To do: Restate word for word the lines that run from the one containing "let html = fetcher.fetch(url).await?;" to the last line of the data, both ends included.

Data records:
________________________________________
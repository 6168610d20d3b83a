// Cricket Score Scraper Library
//
// Fetches a Cricbuzz match page and extracts structured score information
// (title, innings scores, status, current batsmen/bowlers, recent overs)
// from its HTML.

pub mod api;
pub mod config;
pub mod error;
pub mod extractor;
pub mod fetcher;
pub mod presenter;

// Re-export main types for convenience
pub use config::ScraperConfig;
pub use error::ScraperError;
pub use extractor::{MatchLayout, MatchSummary, ScorecardExtractor, NOT_APPLICABLE};
pub use fetcher::{validate_match_url, MatchFetcher, MATCH_PATH_MARKER, USER_AGENTS};
pub use presenter::{display_or_na, format_console, DISPLAY_PLACEHOLDER};

/// Fetch a match page and run the extraction cascade over it, one network
/// call per invocation.
pub async fn extract_score_from_url(
    config: &ScraperConfig,
    url: &str,
) -> Result<MatchSummary, ScraperError> {
    let fetcher = MatchFetcher::new(config)?;
    let html = fetcher.fetch(url).await?;

    let extractor = ScorecardExtractor::new()?;
    extractor.extract(&html)
}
________________________________________
Reply to the task:
    let html = fetcher.fetch(url).await?;

    let extractor = ScorecardExtractor::new()?;
    extractor.extract(&html)
}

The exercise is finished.